## TASK TO COMPLETE
Scan the data below and pick out the lines containing the word "crate".
** Opening DATA IN THIS EXERCISE block **
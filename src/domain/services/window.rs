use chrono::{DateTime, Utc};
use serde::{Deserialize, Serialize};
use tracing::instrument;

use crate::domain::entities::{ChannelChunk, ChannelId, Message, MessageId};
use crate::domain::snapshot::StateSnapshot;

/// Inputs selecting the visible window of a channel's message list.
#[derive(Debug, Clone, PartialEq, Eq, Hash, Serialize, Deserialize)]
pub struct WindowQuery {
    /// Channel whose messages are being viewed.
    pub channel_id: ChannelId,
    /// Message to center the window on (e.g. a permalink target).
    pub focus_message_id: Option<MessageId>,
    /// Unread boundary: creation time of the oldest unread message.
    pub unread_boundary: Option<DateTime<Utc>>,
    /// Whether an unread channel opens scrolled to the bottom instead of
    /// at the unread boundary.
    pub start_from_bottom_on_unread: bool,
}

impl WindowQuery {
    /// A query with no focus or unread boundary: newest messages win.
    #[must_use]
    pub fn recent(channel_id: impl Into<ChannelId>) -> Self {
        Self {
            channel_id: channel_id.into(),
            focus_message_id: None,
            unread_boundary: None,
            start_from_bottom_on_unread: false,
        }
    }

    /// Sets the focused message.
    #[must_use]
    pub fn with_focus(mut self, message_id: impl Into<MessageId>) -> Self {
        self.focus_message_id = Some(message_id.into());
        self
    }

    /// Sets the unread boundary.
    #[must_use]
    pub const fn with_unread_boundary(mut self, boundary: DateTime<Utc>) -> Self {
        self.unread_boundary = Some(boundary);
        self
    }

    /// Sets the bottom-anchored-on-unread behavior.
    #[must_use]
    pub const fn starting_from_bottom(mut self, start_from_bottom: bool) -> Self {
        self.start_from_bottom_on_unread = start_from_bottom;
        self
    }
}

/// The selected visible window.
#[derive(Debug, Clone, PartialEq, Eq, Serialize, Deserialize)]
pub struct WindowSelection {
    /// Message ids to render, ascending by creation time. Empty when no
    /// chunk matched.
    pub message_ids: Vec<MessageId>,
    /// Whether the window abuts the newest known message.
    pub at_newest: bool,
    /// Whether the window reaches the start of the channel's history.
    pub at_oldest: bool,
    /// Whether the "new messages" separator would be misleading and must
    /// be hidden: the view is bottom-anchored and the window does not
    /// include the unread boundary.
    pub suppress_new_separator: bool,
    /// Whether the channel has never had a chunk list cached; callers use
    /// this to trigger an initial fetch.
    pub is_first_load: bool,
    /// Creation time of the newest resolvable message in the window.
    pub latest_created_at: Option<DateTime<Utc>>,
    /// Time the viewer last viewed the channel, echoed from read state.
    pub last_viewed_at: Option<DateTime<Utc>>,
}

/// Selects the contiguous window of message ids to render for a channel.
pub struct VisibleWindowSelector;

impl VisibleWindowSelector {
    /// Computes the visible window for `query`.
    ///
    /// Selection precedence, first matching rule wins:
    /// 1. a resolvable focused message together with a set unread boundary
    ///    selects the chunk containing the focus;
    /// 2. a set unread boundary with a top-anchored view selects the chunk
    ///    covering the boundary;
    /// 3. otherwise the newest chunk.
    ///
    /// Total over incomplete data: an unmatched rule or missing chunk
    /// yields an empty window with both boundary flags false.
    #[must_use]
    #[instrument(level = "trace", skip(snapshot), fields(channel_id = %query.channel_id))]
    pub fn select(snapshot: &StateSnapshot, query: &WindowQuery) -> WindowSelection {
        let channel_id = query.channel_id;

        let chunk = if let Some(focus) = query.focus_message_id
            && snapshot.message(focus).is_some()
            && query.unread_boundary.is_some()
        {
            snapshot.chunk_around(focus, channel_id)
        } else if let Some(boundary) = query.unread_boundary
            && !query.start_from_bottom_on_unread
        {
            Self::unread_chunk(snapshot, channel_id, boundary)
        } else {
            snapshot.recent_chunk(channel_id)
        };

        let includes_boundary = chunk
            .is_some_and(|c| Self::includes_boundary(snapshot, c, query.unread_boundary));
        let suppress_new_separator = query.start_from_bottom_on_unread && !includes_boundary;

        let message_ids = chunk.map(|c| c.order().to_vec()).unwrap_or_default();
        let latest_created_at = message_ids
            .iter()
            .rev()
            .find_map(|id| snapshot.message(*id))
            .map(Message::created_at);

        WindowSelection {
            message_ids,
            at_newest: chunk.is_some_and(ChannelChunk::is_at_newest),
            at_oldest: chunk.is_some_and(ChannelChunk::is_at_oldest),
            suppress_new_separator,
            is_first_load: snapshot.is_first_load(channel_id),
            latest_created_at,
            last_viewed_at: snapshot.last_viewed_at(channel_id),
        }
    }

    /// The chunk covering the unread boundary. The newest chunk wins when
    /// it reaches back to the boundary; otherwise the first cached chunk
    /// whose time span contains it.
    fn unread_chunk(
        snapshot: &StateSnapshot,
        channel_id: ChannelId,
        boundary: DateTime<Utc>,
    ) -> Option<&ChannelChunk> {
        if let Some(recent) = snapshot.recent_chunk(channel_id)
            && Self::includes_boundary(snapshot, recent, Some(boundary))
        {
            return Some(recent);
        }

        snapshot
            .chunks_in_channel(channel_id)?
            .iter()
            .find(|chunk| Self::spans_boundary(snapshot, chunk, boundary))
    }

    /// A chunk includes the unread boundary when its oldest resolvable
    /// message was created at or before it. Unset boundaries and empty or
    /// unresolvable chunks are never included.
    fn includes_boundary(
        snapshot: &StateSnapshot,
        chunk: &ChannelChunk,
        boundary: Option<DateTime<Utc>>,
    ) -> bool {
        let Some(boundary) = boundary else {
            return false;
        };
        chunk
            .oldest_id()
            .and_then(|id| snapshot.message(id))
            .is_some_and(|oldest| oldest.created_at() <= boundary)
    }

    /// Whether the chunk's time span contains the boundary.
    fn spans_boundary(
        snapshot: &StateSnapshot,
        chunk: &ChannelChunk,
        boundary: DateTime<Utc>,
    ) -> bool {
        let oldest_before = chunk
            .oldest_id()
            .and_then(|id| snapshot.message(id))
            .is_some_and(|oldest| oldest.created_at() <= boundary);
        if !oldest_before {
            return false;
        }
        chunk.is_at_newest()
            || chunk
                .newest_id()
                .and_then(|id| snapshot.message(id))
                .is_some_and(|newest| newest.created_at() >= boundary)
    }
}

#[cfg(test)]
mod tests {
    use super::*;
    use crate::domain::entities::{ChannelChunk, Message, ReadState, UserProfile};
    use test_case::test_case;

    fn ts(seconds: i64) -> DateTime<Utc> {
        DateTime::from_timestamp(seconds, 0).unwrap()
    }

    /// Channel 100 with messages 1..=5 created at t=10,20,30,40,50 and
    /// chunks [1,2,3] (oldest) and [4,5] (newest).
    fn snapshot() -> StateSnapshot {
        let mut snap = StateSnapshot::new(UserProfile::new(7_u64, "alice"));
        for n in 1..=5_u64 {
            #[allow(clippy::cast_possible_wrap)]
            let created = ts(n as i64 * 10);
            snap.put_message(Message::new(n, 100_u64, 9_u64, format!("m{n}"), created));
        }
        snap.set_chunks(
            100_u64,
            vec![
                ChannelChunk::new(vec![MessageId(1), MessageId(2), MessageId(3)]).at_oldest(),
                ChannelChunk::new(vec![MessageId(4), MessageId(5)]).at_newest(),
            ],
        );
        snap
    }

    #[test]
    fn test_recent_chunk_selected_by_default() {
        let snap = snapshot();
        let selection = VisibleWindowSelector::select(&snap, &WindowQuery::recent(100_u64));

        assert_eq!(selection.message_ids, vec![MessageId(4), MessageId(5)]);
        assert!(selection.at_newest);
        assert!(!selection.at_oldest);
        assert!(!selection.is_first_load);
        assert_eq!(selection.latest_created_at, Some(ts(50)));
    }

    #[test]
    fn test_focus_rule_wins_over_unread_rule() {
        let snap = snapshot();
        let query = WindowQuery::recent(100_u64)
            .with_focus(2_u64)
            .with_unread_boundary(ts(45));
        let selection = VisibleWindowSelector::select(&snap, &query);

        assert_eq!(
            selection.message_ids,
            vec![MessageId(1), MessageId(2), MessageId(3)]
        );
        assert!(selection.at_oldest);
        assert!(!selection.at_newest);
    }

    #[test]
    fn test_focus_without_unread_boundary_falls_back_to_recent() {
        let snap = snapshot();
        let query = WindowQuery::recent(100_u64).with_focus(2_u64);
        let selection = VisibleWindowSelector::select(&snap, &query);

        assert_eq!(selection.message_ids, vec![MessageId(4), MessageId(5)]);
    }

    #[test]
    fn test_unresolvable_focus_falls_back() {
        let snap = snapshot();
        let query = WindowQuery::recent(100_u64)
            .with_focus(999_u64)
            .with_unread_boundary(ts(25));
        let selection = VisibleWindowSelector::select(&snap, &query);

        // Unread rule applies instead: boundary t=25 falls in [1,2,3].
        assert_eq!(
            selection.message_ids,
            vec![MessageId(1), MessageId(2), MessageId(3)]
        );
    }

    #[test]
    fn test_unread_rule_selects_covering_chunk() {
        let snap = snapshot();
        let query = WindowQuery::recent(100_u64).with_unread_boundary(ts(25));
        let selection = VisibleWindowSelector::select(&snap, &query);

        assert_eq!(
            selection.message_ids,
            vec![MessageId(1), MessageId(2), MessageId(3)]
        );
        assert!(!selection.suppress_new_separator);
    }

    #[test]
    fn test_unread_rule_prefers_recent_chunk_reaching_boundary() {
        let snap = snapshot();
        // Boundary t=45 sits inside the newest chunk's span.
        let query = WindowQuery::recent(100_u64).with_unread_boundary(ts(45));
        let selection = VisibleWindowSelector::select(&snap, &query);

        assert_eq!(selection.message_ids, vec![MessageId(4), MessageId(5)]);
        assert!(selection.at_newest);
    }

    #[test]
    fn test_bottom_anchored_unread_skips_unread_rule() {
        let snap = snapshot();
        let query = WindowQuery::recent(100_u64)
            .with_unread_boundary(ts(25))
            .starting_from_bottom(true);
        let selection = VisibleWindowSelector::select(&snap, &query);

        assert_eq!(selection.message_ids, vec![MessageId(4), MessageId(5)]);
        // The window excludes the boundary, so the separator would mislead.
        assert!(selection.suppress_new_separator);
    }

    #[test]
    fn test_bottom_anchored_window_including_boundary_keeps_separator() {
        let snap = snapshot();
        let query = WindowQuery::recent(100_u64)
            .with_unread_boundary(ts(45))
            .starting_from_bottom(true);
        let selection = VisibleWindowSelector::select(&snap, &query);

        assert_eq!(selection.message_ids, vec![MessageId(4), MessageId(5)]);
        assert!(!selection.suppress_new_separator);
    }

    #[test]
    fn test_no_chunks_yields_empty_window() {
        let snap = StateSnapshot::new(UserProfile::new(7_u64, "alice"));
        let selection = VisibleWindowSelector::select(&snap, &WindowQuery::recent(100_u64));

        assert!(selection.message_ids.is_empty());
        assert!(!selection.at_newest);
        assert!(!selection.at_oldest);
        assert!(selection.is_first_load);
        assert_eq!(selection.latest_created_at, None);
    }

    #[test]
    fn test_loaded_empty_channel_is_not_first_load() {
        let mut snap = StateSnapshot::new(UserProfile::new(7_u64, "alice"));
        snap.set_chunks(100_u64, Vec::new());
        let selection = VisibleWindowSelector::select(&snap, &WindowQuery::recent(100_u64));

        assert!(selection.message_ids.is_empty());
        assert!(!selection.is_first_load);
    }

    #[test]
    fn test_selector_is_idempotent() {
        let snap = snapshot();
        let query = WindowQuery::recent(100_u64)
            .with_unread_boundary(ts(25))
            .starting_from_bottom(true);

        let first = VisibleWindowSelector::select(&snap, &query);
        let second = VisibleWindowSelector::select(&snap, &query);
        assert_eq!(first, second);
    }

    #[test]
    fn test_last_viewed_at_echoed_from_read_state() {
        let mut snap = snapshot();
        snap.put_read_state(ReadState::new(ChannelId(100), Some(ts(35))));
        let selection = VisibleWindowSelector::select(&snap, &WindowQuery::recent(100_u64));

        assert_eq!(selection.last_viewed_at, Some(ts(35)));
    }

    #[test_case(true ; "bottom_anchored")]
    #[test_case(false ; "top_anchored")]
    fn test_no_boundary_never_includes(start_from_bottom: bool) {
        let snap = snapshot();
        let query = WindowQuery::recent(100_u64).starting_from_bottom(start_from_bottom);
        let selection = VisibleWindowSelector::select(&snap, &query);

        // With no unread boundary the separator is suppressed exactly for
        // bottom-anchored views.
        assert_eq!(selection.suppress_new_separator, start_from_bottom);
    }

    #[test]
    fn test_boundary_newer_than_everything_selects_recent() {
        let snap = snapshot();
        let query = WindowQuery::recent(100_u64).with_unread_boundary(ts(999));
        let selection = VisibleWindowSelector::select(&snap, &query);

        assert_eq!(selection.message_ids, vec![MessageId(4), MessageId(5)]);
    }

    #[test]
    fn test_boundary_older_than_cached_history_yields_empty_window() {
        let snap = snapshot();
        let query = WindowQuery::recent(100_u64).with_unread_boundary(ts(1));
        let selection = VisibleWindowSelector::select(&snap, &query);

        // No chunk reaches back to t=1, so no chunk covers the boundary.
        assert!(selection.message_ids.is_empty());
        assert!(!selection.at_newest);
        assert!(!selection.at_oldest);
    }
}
** Closing DATA IN THIS EXERCISE block **
## WORKED SOLUTION
use crate::domain::entities::{ChannelChunk, ChannelId, Message, MessageId};
use crate::domain::snapshot::StateSnapshot;
    use crate::domain::entities::{ChannelChunk, Message, ReadState, UserProfile};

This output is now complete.